30 Nov Traditional property investment is dead
Traditional property investment is dead
Gary Palmer, CEO, Paragon Lending Solutions
The traditional property investment cycle has dramatically changed since the last property boom a decade ago. The days of buying property, benefitting from rental increases and the associated yield compression and then selling off at a profit after five or six years is no longer sustainable. Experts in the field now maintain that the best way to make money on a property investment is with a sound business model behind the property, requiring active participation rather than the traditional passive investment mentality.
Previously, landlords took an arm’s-length approach, often pushing for ten-year leases, with little or no value or incentives added. The successful property investments are now often underpinned by a hands-on, managed business model. These include offerings such as short-term office rentals including boardroom and wifi facilities; storage services; student accommodation; and retirement villages offering managed health care facilities.
The move reflects the shift in both lifestyle and business attitudes as younger generations make their influence felt.
Customer centricity means understanding the younger generations
Millennials (those who reached adulthood in 2000) and Generation Z (those born post-1995 and now entering the workplace) are making up an increasingly large proportion of our workforce.
The personality traits of the different generations are now a hot topic for employers looking to attract and retain younger staff members. In addition, these younger generations are more likely to join the start-up economy and, for them, having attractive office and living spaces, which cater to their needs with value-added services included, is highly prized.
In this regard, the demand for co-working office space is understandably growing rapidly. An article by Alex Kopicki, CEO of co-working company, Kinglet puts the growth into perspective: “The number of co-working facilities across the globe has nearly doubled every year for the past five years. Small Business Labs projects that more than 12,000 global co-working spaces will exist by 2018 with over 1 million members.”
While South Africa is slightly behind international trends, we are gaining momentum. Local entrepreneurs may not want to pay for a monthly rental, but realise the benefit of having a place to engage with their peers, as well as conduct meetings, in a professional and serviced space. Regions, like the Western Cape, where there is a high density of independent consultants, and tech start-ups has seen a significant uptick in demand for co-working and short-term leased space, making this a hot investment area for many.
The move towards short-term leases is also a reflection of how businesses want to engage differently.
Low risk and everything-as-a-service is the way of the future
The growing move towards digital businesses, rather than traditional, physical offerings is also impacting what customers want from their property offerings.

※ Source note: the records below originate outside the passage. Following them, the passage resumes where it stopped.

use crate::core::edit_distance::bounded_levenshtein_chars;
use crate::core::normalize::normalize;

/// Queries shorter than this only match by containment
pub const MIN_FUZZY_QUERY_LEN: usize = 4;

/// Haystack tokens shorter than this are never fuzzy-compared
pub const MIN_TOKEN_LEN: usize = 3;

/// Queries at least this long tolerate two edits instead of one
pub const LONG_QUERY_LEN: usize = 7;

/// Edit budget for a folded query of `query_len` characters
#[inline]
pub fn max_distance_for(query_len: usize) -> usize {
    if query_len >= LONG_QUERY_LEN {
        2
    } else {
        1
    }
}

/// Split folded text into alphanumeric tokens
pub fn tokens(text: &str) -> impl Iterator<Item = &str> {
    text.split(|c: char| !c.is_alphanumeric())
        .filter(|t| !t.is_empty())
}

/// A free-text query folded once and reused across every record of a pass
#[derive(Debug, Clone)]
pub struct FuzzyQuery {
    folded: String,
    chars: Vec<char>,
    max_dist: usize,
}

impl FuzzyQuery {
    pub fn new(query: &str) -> Self {
        let folded = normalize(query).trim().to_string();
        let chars: Vec<char> = folded.chars().collect();
        let max_dist = max_distance_for(chars.len());

        Self {
            folded,
            chars,
            max_dist,
        }
    }

    pub fn is_empty(&self) -> bool {
        self.folded.is_empty()
    }

    pub fn as_str(&self) -> &str {
        &self.folded
    }

    /// Cheap path: folded substring containment
    #[inline]
    pub fn contained_in(&self, folded_haystack: &str) -> bool {
        folded_haystack.contains(self.folded.as_str())
    }

    /// Typo-tolerant path: some token lies within the edit budget
    pub fn near_token_in(&self, folded_haystack: &str) -> bool {
        if self.chars.len() < MIN_FUZZY_QUERY_LEN {
            return false;
        }

        let mut token_chars: Vec<char> = Vec::new();
        tokens(folded_haystack).any(|token| {
            token_chars.clear();
            token_chars.extend(token.chars());

            if token_chars.len() < MIN_TOKEN_LEN
                || token_chars.len().abs_diff(self.chars.len()) > self.max_dist
            {
                return false;
            }

            bounded_levenshtein_chars(&self.chars, &token_chars, self.max_dist) <= self.max_dist
        })
    }

    /// Full matching policy against an already folded haystack
    pub fn matches_folded(&self, folded_haystack: &str) -> bool {
        self.is_empty() || self.contained_in(folded_haystack) || self.near_token_in(folded_haystack)
    }
}

/// Whether `query` plausibly matches `haystack`
///
/// Empty queries match everything. Otherwise the folded query must be a
/// substring of the folded haystack, or, for queries of four or more
/// characters, lie within one edit (two for seven or more characters) of a
/// haystack token.
pub fn matches(query: &str, haystack: &str) -> bool {
    let query = FuzzyQuery::new(query);
    if query.is_empty() {
        return true;
    }
    query.matches_folded(&normalize(haystack))
}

A good example of this is how insurance has shifted, where customers can customise their insurance exactly as needed. This includes being able to insure laptops and cellphones just for the day if you know you will be in a high-risk area. Even industrial businesses are moving towards the digital economy mindset. Some large building managers are buying their compressed air for air-conditioning by the litre from the manufacturers without carrying any of the capital overheads of owning the machines, or operational hassle of maintenance costs.
This is no different in the storage world. Companies offering hubs where businesses can have office space, storage space and even personal space are taking off. What is more interesting is that they don’t lock people into long-term leases. Month-by-month leases mean people can upscale and downsize, as they need. It also means that by optimising the space into smaller units, with additional services for which customers are willing to pay a premium, property owners can increase their rate per square metre as well as yields.
Find a finance partner who understands the new normal
This new construct is entirely based on offering a customer-centric business model, where property owners form a real, working relationship with their tenants and shift and add new services based on the changing needs of their customer.
For property investors, the challenge is to find a finance partner who will not only base their decision on the resale value of the property, but also look at the underlying business case being put forward. In this instance, it becomes vital to work with a lending solutions provider who has the ability to understand the vision and opportunity of the investment as a whole, and who will be able to structure a deal around this. What’s more, by working with an independent lending partner, investors will benefit from the vast network of institutions and other investors who will take a similar view of the deal on the table.
Old-school property investment is not relevant any longer. The new success stories will come from investors who adapt to the needs of the new way of doing business and the needs of the younger generations. This will require a financial partner who understands this and who can help realise that vision.